What the task asks —
Count the lines below that contain the word "tokio", and report only that number.

Listed entries —
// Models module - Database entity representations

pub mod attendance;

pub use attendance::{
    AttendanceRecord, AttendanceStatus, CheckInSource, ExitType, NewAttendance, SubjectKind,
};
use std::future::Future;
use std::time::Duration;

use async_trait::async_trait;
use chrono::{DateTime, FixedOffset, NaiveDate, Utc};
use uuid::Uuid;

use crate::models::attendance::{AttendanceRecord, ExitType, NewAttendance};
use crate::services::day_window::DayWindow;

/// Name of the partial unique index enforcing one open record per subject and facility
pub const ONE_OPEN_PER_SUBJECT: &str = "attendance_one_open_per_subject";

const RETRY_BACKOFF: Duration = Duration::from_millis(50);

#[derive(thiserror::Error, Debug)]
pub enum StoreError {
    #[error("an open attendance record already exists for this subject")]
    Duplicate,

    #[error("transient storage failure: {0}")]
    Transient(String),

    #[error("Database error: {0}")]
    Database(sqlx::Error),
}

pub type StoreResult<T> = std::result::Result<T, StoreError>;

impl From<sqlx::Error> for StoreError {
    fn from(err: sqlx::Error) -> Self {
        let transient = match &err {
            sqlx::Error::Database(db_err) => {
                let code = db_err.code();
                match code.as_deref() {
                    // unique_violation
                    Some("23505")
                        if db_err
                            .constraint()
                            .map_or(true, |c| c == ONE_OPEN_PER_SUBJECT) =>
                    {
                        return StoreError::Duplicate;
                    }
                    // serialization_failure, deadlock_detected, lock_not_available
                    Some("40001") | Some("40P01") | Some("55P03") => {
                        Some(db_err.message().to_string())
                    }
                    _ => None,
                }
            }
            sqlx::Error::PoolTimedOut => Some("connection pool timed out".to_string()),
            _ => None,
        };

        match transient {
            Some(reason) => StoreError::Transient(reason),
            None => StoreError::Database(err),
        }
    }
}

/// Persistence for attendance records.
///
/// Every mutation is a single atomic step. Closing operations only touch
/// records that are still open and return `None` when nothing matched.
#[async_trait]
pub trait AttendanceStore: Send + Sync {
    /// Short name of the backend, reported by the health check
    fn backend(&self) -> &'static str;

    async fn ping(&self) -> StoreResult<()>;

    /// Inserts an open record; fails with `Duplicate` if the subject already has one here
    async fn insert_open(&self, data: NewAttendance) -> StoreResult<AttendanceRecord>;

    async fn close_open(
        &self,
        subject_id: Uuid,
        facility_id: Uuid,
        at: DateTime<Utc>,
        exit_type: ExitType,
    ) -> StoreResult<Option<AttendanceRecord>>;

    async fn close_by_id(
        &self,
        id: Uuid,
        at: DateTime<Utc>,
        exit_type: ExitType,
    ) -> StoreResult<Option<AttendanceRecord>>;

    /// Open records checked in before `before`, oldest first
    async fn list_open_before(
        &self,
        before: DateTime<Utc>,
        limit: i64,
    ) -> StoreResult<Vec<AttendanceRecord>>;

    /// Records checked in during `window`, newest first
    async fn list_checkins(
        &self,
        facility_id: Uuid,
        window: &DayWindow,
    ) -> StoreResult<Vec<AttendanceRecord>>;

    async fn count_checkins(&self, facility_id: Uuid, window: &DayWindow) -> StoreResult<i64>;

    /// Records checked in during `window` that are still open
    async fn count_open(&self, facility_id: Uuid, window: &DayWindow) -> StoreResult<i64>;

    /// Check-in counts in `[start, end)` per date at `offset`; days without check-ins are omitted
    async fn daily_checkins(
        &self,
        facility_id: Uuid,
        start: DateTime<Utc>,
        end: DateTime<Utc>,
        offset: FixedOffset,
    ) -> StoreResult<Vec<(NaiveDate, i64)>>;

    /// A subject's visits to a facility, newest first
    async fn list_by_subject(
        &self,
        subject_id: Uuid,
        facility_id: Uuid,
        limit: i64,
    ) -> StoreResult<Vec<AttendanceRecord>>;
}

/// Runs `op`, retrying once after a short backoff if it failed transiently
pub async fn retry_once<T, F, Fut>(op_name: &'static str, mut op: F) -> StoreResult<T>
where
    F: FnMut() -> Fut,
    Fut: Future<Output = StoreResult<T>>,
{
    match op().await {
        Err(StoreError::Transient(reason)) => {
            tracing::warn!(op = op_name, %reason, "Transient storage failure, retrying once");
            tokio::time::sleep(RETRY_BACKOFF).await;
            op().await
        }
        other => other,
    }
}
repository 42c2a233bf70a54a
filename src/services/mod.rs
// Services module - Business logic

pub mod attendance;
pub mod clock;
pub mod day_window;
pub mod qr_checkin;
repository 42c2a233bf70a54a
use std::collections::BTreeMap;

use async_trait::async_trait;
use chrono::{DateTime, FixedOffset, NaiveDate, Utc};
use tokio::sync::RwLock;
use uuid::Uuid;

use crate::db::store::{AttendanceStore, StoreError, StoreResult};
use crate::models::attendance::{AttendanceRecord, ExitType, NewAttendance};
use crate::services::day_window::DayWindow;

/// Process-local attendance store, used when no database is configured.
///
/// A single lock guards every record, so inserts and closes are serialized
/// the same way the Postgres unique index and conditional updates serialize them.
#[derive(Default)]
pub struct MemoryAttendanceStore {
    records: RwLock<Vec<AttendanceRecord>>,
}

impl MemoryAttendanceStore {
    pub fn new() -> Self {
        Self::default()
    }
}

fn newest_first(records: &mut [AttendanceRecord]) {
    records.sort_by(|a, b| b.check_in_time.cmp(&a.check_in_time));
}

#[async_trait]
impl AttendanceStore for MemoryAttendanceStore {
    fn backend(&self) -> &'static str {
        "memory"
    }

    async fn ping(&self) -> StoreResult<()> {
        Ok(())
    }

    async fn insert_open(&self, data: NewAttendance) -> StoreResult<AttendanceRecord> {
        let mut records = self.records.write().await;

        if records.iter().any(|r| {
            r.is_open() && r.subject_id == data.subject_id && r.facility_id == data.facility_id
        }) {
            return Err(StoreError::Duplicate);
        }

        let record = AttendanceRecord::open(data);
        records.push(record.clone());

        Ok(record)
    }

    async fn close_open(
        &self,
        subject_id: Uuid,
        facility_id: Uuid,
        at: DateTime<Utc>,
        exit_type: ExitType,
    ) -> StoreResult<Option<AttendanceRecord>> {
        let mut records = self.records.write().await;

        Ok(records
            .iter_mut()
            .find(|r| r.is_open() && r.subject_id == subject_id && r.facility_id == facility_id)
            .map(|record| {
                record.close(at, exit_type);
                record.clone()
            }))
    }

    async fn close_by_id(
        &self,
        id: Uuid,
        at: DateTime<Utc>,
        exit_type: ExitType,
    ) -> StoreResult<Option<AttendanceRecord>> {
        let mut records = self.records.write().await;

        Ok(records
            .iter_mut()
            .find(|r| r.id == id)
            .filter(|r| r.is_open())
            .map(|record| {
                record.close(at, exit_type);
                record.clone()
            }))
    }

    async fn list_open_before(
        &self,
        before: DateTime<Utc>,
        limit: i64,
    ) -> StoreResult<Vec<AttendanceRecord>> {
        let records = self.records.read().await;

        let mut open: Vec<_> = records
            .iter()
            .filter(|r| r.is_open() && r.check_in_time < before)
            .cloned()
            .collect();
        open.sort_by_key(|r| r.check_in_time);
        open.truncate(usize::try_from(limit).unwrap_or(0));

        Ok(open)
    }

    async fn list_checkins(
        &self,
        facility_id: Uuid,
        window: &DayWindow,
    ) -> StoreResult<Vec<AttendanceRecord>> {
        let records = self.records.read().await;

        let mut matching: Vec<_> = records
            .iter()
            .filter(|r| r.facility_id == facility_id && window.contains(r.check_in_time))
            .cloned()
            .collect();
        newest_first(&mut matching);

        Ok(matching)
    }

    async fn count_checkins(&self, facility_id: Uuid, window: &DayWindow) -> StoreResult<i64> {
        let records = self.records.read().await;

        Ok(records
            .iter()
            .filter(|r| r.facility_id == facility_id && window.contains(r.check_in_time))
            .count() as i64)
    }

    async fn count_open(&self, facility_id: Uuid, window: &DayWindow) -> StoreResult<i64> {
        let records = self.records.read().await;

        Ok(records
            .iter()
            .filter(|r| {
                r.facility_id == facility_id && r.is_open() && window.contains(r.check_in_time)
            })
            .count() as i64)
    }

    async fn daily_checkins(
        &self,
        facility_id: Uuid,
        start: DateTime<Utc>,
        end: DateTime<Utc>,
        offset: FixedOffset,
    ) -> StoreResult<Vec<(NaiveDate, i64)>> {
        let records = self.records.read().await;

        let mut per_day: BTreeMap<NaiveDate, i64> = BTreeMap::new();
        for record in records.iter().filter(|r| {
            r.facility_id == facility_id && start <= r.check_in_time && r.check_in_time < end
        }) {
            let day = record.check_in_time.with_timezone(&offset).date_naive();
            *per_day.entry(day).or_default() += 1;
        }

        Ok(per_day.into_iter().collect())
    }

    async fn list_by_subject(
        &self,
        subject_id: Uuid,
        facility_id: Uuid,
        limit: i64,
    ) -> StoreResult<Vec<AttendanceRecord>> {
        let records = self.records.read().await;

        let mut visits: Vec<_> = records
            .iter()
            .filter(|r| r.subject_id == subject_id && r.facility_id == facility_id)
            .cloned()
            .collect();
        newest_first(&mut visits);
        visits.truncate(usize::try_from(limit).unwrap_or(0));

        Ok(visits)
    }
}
...
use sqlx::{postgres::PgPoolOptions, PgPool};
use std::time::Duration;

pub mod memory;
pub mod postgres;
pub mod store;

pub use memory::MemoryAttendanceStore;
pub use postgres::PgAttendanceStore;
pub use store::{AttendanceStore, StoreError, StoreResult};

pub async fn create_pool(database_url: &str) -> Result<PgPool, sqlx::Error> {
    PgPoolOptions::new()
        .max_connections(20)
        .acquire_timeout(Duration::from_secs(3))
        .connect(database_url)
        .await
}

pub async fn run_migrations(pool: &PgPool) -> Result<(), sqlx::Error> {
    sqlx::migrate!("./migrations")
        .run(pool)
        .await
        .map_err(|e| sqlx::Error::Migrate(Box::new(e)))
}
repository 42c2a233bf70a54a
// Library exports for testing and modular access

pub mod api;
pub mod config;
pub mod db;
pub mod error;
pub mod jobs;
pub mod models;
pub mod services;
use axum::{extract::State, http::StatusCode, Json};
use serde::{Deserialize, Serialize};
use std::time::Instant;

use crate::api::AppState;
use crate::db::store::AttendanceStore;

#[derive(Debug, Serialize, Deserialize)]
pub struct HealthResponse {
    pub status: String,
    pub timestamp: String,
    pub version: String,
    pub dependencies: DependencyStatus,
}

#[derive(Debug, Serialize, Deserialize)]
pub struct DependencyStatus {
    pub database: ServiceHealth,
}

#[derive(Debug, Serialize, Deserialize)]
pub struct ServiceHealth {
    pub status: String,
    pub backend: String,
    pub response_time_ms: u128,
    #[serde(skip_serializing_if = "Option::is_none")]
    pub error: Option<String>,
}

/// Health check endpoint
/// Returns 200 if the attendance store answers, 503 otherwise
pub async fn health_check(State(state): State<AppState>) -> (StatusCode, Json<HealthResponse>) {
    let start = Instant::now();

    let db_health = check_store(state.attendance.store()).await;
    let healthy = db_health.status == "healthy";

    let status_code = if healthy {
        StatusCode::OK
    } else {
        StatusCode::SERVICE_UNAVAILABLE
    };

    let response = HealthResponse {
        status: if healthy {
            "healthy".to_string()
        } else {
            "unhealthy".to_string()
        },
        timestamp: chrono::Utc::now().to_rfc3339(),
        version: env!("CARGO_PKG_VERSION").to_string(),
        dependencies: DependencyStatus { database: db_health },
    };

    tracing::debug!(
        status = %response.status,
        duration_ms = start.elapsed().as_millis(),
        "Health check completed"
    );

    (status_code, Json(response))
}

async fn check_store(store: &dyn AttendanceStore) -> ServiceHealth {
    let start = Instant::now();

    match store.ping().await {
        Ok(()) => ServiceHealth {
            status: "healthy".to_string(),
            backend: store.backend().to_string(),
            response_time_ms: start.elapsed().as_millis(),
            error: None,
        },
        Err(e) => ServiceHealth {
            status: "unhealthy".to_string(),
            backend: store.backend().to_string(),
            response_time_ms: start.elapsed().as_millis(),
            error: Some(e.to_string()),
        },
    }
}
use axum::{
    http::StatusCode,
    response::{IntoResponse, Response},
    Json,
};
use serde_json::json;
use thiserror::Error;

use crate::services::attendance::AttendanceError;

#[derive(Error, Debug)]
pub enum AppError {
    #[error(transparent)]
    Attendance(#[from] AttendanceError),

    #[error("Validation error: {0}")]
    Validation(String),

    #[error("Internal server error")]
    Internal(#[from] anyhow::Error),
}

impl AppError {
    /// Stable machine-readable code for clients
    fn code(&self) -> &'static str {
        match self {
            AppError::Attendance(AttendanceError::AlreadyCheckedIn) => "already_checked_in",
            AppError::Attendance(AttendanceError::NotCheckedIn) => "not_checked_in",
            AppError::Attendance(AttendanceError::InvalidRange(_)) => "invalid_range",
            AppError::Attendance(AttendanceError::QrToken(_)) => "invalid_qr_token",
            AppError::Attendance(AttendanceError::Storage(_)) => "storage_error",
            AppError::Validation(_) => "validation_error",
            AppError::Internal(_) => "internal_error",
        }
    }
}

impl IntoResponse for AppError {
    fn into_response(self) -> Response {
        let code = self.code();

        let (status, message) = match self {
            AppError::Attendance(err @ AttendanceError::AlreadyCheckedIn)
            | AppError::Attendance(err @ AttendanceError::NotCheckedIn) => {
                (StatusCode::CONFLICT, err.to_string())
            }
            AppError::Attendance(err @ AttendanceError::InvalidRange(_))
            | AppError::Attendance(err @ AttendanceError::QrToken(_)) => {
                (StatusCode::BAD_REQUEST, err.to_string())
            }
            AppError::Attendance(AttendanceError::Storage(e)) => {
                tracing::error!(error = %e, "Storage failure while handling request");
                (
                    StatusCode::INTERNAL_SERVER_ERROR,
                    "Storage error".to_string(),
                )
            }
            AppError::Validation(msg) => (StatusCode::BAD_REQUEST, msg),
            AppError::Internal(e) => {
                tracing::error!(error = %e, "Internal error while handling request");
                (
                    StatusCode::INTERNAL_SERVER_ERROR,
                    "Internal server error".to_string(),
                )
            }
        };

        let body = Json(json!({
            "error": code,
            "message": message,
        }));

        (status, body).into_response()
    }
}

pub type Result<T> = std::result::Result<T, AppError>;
==
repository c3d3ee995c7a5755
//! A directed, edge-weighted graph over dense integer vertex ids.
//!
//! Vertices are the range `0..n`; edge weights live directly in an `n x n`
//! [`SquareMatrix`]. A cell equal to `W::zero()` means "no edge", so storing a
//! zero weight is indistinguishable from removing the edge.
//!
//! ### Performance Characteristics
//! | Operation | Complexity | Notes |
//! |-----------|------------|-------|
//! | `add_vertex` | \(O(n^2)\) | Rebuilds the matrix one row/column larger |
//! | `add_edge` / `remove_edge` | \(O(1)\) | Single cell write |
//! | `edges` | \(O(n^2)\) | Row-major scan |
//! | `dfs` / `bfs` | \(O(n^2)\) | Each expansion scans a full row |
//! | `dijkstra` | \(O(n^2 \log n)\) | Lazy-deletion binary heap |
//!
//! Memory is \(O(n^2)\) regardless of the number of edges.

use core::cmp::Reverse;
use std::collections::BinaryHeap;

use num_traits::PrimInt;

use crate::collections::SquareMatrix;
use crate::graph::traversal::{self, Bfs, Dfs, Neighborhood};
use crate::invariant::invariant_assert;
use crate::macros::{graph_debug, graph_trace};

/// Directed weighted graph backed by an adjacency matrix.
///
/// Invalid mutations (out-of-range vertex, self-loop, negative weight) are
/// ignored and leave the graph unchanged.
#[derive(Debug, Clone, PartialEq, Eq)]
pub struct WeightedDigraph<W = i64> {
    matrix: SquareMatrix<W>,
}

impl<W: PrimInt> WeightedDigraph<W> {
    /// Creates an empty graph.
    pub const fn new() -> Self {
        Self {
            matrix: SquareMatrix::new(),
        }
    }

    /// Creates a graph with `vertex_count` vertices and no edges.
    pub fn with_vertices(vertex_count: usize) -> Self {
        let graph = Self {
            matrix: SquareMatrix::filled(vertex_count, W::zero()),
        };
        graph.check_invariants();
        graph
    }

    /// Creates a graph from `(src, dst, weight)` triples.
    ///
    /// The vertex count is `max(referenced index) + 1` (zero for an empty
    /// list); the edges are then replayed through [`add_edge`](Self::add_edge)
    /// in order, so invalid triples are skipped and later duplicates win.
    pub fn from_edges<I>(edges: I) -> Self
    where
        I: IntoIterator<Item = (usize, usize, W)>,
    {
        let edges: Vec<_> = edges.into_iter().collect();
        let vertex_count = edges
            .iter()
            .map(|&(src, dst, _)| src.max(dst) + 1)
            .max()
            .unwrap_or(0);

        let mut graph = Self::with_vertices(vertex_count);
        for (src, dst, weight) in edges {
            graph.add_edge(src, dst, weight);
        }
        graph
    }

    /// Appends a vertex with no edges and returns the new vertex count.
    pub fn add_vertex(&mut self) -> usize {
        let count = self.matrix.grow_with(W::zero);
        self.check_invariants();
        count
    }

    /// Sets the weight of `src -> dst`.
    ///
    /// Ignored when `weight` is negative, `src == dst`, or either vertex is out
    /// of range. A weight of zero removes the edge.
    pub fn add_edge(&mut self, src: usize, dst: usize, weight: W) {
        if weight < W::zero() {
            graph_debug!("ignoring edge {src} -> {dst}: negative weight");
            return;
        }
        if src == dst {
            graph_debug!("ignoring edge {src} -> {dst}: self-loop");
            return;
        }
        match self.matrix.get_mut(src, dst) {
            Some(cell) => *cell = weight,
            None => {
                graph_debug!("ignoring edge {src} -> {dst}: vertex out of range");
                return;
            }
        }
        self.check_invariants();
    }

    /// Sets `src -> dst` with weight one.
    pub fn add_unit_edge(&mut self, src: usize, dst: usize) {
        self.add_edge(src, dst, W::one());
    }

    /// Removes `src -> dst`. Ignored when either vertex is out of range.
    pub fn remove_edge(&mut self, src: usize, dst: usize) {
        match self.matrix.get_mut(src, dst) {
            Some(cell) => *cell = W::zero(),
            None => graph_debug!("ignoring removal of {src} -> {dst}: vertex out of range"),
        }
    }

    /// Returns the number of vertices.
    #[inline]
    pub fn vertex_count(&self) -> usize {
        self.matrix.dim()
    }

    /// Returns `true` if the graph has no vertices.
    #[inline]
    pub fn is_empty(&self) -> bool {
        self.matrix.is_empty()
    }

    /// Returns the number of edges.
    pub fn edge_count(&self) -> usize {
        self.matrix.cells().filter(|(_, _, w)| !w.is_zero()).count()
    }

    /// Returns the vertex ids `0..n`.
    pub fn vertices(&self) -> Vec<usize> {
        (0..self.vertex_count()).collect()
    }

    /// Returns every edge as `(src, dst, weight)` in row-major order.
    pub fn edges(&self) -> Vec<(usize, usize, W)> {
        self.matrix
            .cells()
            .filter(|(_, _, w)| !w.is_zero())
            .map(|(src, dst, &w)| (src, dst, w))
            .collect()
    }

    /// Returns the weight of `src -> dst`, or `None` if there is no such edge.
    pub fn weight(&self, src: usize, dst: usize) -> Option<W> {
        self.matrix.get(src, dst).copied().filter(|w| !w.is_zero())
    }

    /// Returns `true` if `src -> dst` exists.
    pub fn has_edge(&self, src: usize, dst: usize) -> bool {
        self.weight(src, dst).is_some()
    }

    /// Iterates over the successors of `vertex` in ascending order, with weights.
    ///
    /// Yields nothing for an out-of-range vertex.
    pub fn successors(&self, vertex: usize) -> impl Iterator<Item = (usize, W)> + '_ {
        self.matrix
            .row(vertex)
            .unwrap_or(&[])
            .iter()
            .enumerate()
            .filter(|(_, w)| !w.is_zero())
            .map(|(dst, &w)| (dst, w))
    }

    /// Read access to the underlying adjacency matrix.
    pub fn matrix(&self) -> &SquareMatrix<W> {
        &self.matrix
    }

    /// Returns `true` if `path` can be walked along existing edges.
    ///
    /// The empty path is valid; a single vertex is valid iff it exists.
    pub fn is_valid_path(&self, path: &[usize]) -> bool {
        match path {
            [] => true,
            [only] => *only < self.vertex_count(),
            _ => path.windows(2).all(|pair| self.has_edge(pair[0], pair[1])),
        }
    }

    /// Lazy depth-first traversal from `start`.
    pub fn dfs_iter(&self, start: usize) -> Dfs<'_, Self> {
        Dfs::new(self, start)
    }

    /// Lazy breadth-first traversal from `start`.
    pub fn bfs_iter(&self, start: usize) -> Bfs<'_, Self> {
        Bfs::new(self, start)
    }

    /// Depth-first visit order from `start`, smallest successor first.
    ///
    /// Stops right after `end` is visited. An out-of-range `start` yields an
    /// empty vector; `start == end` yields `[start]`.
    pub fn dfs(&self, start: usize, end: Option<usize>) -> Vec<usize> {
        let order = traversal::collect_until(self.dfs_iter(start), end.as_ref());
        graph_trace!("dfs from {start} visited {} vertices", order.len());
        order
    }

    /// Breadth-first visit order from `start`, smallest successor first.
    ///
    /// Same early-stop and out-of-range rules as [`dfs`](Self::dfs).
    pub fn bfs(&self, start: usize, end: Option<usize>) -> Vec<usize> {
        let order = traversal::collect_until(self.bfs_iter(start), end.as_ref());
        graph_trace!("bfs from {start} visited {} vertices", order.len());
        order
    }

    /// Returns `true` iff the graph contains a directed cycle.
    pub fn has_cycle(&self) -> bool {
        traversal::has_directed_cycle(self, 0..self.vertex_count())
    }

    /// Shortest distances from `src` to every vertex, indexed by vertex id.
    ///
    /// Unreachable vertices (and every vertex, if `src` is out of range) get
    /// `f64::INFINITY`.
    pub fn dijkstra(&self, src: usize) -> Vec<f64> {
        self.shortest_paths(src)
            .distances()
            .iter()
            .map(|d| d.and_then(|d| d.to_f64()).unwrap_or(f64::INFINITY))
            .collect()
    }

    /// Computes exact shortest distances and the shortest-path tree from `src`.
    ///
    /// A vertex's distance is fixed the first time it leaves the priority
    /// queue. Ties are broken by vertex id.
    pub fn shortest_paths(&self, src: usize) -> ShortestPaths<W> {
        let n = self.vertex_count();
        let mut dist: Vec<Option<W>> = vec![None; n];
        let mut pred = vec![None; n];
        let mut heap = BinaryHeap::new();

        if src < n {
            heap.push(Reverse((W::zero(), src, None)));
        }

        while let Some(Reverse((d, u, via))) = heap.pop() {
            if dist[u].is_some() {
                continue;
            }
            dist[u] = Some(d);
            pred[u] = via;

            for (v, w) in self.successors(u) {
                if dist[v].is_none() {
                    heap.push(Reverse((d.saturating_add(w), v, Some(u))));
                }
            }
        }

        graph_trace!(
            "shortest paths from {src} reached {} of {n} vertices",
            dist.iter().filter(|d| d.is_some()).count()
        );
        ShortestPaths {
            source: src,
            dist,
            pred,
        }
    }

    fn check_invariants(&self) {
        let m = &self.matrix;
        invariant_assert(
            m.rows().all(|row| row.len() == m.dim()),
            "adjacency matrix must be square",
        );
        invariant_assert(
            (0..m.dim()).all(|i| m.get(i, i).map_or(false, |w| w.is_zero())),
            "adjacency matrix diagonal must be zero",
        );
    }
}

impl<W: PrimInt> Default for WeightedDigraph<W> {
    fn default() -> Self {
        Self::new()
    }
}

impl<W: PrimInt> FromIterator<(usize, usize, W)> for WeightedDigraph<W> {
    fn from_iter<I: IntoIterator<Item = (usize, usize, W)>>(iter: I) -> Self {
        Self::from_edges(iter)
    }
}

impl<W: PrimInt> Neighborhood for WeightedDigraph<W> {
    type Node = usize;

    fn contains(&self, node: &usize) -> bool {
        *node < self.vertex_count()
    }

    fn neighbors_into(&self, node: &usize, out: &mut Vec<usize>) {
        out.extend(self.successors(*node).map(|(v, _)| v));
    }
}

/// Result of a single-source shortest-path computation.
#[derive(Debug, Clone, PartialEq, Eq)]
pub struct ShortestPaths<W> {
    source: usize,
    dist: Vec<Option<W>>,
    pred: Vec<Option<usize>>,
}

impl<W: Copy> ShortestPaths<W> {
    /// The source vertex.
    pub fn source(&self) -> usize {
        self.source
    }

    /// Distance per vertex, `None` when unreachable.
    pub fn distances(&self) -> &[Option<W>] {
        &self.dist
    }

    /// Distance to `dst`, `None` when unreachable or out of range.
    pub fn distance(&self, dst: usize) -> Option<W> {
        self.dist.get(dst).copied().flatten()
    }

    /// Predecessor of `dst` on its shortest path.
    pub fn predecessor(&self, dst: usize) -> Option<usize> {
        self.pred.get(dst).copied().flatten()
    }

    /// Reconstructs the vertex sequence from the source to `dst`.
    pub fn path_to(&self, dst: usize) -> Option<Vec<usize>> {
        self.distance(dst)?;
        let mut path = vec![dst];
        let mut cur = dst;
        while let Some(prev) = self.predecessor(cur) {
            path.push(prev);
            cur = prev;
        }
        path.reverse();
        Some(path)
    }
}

Response area —
2